WHAT IS EXPECTED —
When you reach the line with "const FONT_EXTENSIONS: &[&str]" in the data below, begin printing lines exactly, and stop once the line with "pub struct Classifier" has been printed.
==== TASK INPUT ====
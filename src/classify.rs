//! Request classification.
//!
//! Categories overlap (an image served from under the API prefix, a
//! cross-origin stylesheet), so rules are applied in a fixed first-match order:
//!
//! 1. non-GET → `external` (pass-through)
//! 2. path under the API prefix → `api`
//! 3. image extension or destination → `image`
//! 4. font extension or destination → `font`
//! 5. `audio` path segment, audio extension or destination → `audio`
//! 6. script/style extension or destination → `static-asset`
//! 7. document destination or an Accept header asking for HTML → `page`
//! 8. cross-origin → `external`
//! 9. anything else → `static-asset`

use serde::{Deserialize, Serialize};
use std::fmt;
use url::{Origin, Url};

use crate::http::{Destination, Request};

const IMAGE_EXTENSIONS: &[&str] = &["png", "jpg", "jpeg", "gif", "webp", "avif", "svg", "ico", "bmp"];
const FONT_EXTENSIONS: &[&str] = &["woff", "woff2", "ttf", "otf", "eot"];
const AUDIO_EXTENSIONS: &[&str] = &["mp3", "ogg", "wav", "m4a", "flac", "aac"];
const STATIC_EXTENSIONS: &[&str] = &["js", "mjs", "css", "map", "json", "wasm"];
const PAGE_EXTENSIONS: &[&str] = &["html", "htm"];

/// Resource classification used to look up the store and strategy for a request
#[derive(Debug, Clone, Copy, PartialEq, Eq, Hash, PartialOrd, Ord, Serialize, Deserialize)]
#[serde(rename_all = "kebab-case")]
pub enum Category {
  #[serde(alias = "static")]
  StaticAsset,
  Page,
  Image,
  Font,
  Api,
  Audio,
  External,
}

impl Category {
  /// Prefix used in store names (`"{prefix}-cache-v{version}"`).
  pub fn store_prefix(&self) -> &'static str {
    match self {
      Self::StaticAsset => "static",
      Self::Page => "page",
      Self::Image => "image",
      Self::Font => "font",
      Self::Api => "api",
      Self::Audio => "audio",
      Self::External => "external",
    }
  }
}

impl fmt::Display for Category {
  fn fmt(&self, f: &mut fmt::Formatter<'_>) -> fmt::Result {
    let s = match self {
      Self::StaticAsset => "static-asset",
      other => other.store_prefix(),
    };
    f.write_str(s)
  }
}

/// Maps requests to categories for a single origin.
#[derive(Debug, Clone)]
pub struct Classifier {
  origin: Origin,
  api_prefix: String,
}

impl Classifier {
  pub fn new(origin: &Url, api_prefix: &str) -> Self {
    Self {
      origin: origin.origin(),
      api_prefix: api_prefix.to_string(),
    }
  }

  pub fn classify(&self, request: &Request) -> Category {
    if !request.is_get() {
      return Category::External;
    }

    let path = request.url.path();
    let extension = extension(path);
    let has_ext = |list: &[&str]| extension.as_deref().is_some_and(|e| list.contains(&e));

    if path.starts_with(&self.api_prefix) {
      return Category::Api;
    }

    if request.destination == Destination::Image || has_ext(IMAGE_EXTENSIONS) {
      return Category::Image;
    }

    if request.destination == Destination::Font || has_ext(FONT_EXTENSIONS) {
      return Category::Font;
    }

    let audio_segment = request
      .url
      .path_segments()
      .is_some_and(|mut segments| segments.any(|s| s.eq_ignore_ascii_case("audio")));
    if request.destination == Destination::Audio || audio_segment || has_ext(AUDIO_EXTENSIONS) {
      return Category::Audio;
    }

    if matches!(request.destination, Destination::Script | Destination::Style)
      || has_ext(STATIC_EXTENSIONS)
    {
      return Category::StaticAsset;
    }

    let wants_html = request
      .header("accept")
      .is_some_and(|accept| accept.contains("text/html"));
    if request.destination == Destination::Document || wants_html {
      return Category::Page;
    }

    if !self.is_same_origin(&request.url) {
      return Category::External;
    }

    Category::StaticAsset
  }

  pub fn is_same_origin(&self, url: &Url) -> bool {
    url.origin() == self.origin
  }

  /// GET request for a configured URL (warm-list entry, fallback target),
  /// shaped the way a browser would ask for it: same-origin paths with no
  /// extension or an HTML one arrive as document navigations.
  ///
  /// Warming and fallback lookups go through this so they land in the same
  /// store a real navigation reads.
  pub fn configured_request(&self, url: Url) -> Request {
    let page_like = extension(url.path()).map_or(true, |ext| PAGE_EXTENSIONS.contains(&ext.as_str()));
    let request = Request::get(url);
    if page_like && self.is_same_origin(&request.url) {
      request.with_destination(Destination::Document)
    } else {
      request
    }
  }
}

/// Lower-cased extension of the last path segment, if any.
fn extension(path: &str) -> Option<String> {
  let file = path.rsplit('/').next()?;
  let (stem, ext) = file.rsplit_once('.')?;
  if stem.is_empty() || ext.is_empty() {
    return None;
  }
  Some(ext.to_ascii_lowercase())
}

#[cfg(test)]
mod tests {
  use super::*;

  fn classifier() -> Classifier {
    Classifier::new(&Url::parse("http://localhost:3000").unwrap(), "/api/")
  }

  fn get(path: &str) -> Request {
    Request::get(Url::parse("http://localhost:3000").unwrap().join(path).unwrap())
  }

  #[test]
  fn test_non_get_is_external() {
    let req = Request::new("POST", Url::parse("http://localhost:3000/api/contact").unwrap());
    assert_eq!(classifier().classify(&req), Category::External);
  }

  #[test]
  fn test_api_prefix_wins_over_image_extension() {
    assert_eq!(classifier().classify(&get("/api/avatar.png")), Category::Api);
    assert_eq!(classifier().classify(&get("/api/projects")), Category::Api);
  }

  #[test]
  fn test_image_by_extension_and_destination() {
    assert_eq!(classifier().classify(&get("/logo.svg")), Category::Image);
    assert_eq!(classifier().classify(&get("/IMG/Photo.JPG")), Category::Image);
    let hinted = get("/render?id=3").with_destination(Destination::Image);
    assert_eq!(classifier().classify(&hinted), Category::Image);
  }

  #[test]
  fn test_font() {
    assert_eq!(classifier().classify(&get("/fonts/inter.woff2")), Category::Font);
  }

  #[test]
  fn test_image_wins_over_audio_segment() {
    assert_eq!(classifier().classify(&get("/audio/cover.png")), Category::Image);
    assert_eq!(classifier().classify(&get("/audio/track-01")), Category::Audio);
    assert_eq!(classifier().classify(&get("/music/theme.mp3")), Category::Audio);
  }

  #[test]
  fn test_script_and_style_are_static() {
    assert_eq!(classifier().classify(&get("/_next/app.js")), Category::StaticAsset);
    let styled = get("/theme").with_destination(Destination::Style);
    assert_eq!(classifier().classify(&styled), Category::StaticAsset);
  }

  #[test]
  fn test_page_by_destination_or_accept() {
    let doc = get("/about").with_destination(Destination::Document);
    assert_eq!(classifier().classify(&doc), Category::Page);
    let html = get("/blog").with_header("Accept", "text/html,application/xhtml+xml");
    assert_eq!(classifier().classify(&html), Category::Page);
  }

  #[test]
  fn test_cross_origin_is_external() {
    let req = Request::get(Url::parse("https://analytics.example.com/collect").unwrap());
    assert_eq!(classifier().classify(&req), Category::External);
  }

  #[test]
  fn test_cross_origin_font_keeps_font_category() {
    let req = Request::get(Url::parse("https://fonts.example.com/inter.woff2").unwrap());
    assert_eq!(classifier().classify(&req), Category::Font);
  }

  #[test]
  fn test_same_origin_fallthrough_is_static() {
    assert_eq!(classifier().classify(&get("/offline.html")), Category::StaticAsset);
    assert_eq!(classifier().classify(&get("/")), Category::StaticAsset);
  }

  #[test]
  fn test_dotfiles_and_trailing_dots_have_no_extension() {
    assert_eq!(extension("/.well-known"), None);
    assert_eq!(extension("/assets/.env"), None);
    assert_eq!(extension("/download."), None);
    assert_eq!(extension("/Logo.SVG").as_deref(), Some("svg"));
    assert_eq!(classifier().classify(&get("/.well-known")), Category::StaticAsset);
  }

  #[test]
  fn test_configured_request_matches_navigation() {
    let c = classifier();
    let origin = Url::parse("http://localhost:3000").unwrap();
    let navigation = |path: &str| get(path).with_destination(Destination::Document);

    for path in ["/", "/about", "/offline.html", "/docs/index.htm"] {
      let configured = c.configured_request(origin.join(path).unwrap());
      assert_eq!(configured.destination, Destination::Document);
      assert_eq!(c.classify(&configured), Category::Page);
      assert_eq!(c.classify(&configured), c.classify(&navigation(path)));
      assert_eq!(configured.key(), navigation(path).key());
    }

    assert_eq!(c.classify(&c.configured_request(origin.join("/app.js").unwrap())), Category::StaticAsset);
    assert_eq!(c.classify(&c.configured_request(origin.join("/logo.svg").unwrap())), Category::Image);
    assert_eq!(c.classify(&c.configured_request(origin.join("/api/me").unwrap())), Category::Api);

    let cdn = Url::parse("https://cdn.example.com/lib").unwrap();
    assert!(!c.is_same_origin(&cdn));
    assert_eq!(c.configured_request(cdn).destination, Destination::Empty);
  }

  #[test]
  fn test_classify_is_idempotent() {
    let c = classifier();
    let requests = [
      get("/logo.svg"),
      get("/api/x"),
      get("/").with_destination(Destination::Document),
      Request::get(Url::parse("https://cdn.example.com/lib").unwrap()),
    ];
    for req in &requests {
      assert_eq!(c.classify(req), c.classify(req));
    }
  }

  #[test]
  fn test_category_display_and_prefix() {
    assert_eq!(Category::StaticAsset.to_string(), "static-asset");
    assert_eq!(Category::StaticAsset.store_prefix(), "static");
    assert_eq!(Category::Image.to_string(), "image");
  }
}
====
SOLUTION —
const FONT_EXTENSIONS: &[&str] = &["woff", "woff2", "ttf", "otf", "eot"];
const AUDIO_EXTENSIONS: &[&str] = &["mp3", "ogg", "wav", "m4a", "flac", "aac"];
const STATIC_EXTENSIONS: &[&str] = &["js", "mjs", "css", "map", "json", "wasm"];
const PAGE_EXTENSIONS: &[&str] = &["html", "htm"];

/// Resource classification used to look up the store and strategy for a request
#[derive(Debug, Clone, Copy, PartialEq, Eq, Hash, PartialOrd, Ord, Serialize, Deserialize)]
#[serde(rename_all = "kebab-case")]
pub enum Category {
  #[serde(alias = "static")]
  StaticAsset,
  Page,
  Image,
  Font,
  Api,
  Audio,
  External,
}

impl Category {
  /// Prefix used in store names (`"{prefix}-cache-v{version}"`).
  pub fn store_prefix(&self) -> &'static str {
    match self {
      Self::StaticAsset => "static",
      Self::Page => "page",
      Self::Image => "image",
      Self::Font => "font",
      Self::Api => "api",
      Self::Audio => "audio",
      Self::External => "external",
    }
  }
}

impl fmt::Display for Category {
  fn fmt(&self, f: &mut fmt::Formatter<'_>) -> fmt::Result {
    let s = match self {
      Self::StaticAsset => "static-asset",
      other => other.store_prefix(),
    };
    f.write_str(s)
  }
}

/// Maps requests to categories for a single origin.
#[derive(Debug, Clone)]
pub struct Classifier {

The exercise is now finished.